** Exercise requirements **
Please reproduce each line of the data below exactly as shown.

** Dataset extract **
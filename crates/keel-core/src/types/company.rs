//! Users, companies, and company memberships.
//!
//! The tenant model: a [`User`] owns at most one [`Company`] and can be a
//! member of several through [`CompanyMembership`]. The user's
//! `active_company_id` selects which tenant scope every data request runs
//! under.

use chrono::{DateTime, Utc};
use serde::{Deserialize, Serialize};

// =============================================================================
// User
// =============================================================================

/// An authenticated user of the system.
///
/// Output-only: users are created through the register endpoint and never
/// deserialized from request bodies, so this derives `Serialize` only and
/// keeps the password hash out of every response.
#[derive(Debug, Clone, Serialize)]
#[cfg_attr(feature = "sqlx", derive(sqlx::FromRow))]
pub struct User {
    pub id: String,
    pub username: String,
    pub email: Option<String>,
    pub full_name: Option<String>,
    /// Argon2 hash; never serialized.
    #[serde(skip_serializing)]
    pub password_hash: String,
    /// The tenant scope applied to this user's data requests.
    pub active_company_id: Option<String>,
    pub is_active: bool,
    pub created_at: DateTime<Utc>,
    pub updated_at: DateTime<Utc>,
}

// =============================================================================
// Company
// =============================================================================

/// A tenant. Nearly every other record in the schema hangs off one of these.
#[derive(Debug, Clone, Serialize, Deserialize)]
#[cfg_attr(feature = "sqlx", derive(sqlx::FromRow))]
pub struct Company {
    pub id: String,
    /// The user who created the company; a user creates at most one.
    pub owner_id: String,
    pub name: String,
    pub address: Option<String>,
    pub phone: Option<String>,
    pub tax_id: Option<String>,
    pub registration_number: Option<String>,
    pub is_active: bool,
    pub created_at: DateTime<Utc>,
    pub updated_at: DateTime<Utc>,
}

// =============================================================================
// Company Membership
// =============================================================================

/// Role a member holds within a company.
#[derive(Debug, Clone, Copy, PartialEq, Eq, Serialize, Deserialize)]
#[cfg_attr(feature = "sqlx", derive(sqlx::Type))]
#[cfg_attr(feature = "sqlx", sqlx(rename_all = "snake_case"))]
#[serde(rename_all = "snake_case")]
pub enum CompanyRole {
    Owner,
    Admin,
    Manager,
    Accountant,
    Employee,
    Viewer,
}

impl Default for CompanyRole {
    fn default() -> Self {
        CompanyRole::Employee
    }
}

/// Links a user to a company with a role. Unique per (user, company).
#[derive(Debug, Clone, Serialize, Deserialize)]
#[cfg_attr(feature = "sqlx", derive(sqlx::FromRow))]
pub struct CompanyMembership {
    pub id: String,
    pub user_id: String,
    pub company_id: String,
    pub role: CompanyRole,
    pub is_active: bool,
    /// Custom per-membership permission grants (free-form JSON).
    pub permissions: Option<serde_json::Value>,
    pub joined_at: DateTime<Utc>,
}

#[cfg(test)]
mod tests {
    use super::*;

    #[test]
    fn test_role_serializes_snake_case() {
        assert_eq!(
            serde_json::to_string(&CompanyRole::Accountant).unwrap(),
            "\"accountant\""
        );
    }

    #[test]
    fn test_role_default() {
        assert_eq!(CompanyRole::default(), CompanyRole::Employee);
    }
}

** Completed task **
filename crates/keel-core/src/types/company.rs
//! Users, companies, and company memberships.
//!
//! The tenant model: a [`User`] owns at most one [`Company`] and can be a
//! member of several through [`CompanyMembership`]. The user's
//! `active_company_id` selects which tenant scope every data request runs
//! under.

use chrono::{DateTime, Utc};
use serde::{Deserialize, Serialize};

// =============================================================================
// User
// =============================================================================

/// An authenticated user of the system.
///
/// Output-only: users are created through the register endpoint and never
/// deserialized from request bodies, so this derives `Serialize` only and
/// keeps the password hash out of every response.
#[derive(Debug, Clone, Serialize)]
#[cfg_attr(feature = "sqlx", derive(sqlx::FromRow))]
pub struct User {
    pub id: String,
    pub username: String,
    pub email: Option<String>,
    pub full_name: Option<String>,
    /// Argon2 hash; never serialized.
    #[serde(skip_serializing)]
    pub password_hash: String,
    /// The tenant scope applied to this user's data requests.
    pub active_company_id: Option<String>,
    pub is_active: bool,
    pub created_at: DateTime<Utc>,
    pub updated_at: DateTime<Utc>,
}

// =============================================================================
// Company
// =============================================================================

/// A tenant. Nearly every other record in the schema hangs off one of these.
#[derive(Debug, Clone, Serialize, Deserialize)]
#[cfg_attr(feature = "sqlx", derive(sqlx::FromRow))]
pub struct Company {
    pub id: String,
    /// The user who created the company; a user creates at most one.
    pub owner_id: String,
    pub name: String,
    pub address: Option<String>,
    pub phone: Option<String>,
    pub tax_id: Option<String>,
    pub registration_number: Option<String>,
    pub is_active: bool,
    pub created_at: DateTime<Utc>,
    pub updated_at: DateTime<Utc>,
}

// =============================================================================
// Company Membership
// =============================================================================

/// Role a member holds within a company.
#[derive(Debug, Clone, Copy, PartialEq, Eq, Serialize, Deserialize)]
#[cfg_attr(feature = "sqlx", derive(sqlx::Type))]
#[cfg_attr(feature = "sqlx", sqlx(rename_all = "snake_case"))]
#[serde(rename_all = "snake_case")]
pub enum CompanyRole {
    Owner,
    Admin,
    Manager,
    Accountant,
    Employee,
    Viewer,
}

impl Default for CompanyRole {
    fn default() -> Self {
        CompanyRole::Employee
    }
}

/// Links a user to a company with a role. Unique per (user, company).
#[derive(Debug, Clone, Serialize, Deserialize)]
#[cfg_attr(feature = "sqlx", derive(sqlx::FromRow))]
pub struct CompanyMembership {
    pub id: String,
    pub user_id: String,
    pub company_id: String,
    pub role: CompanyRole,
    pub is_active: bool,
    /// Custom per-membership permission grants (free-form JSON).
    pub permissions: Option<serde_json::Value>,
    pub joined_at: DateTime<Utc>,
}

#[cfg(test)]
mod tests {
    use super::*;

    #[test]
    fn test_role_serializes_snake_case() {
        assert_eq!(
            serde_json::to_string(&CompanyRole::Accountant).unwrap(),
            "\"accountant\""
        );
    }

    #[test]
    fn test_role_default() {
        assert_eq!(CompanyRole::default(), CompanyRole::Employee);
    }
}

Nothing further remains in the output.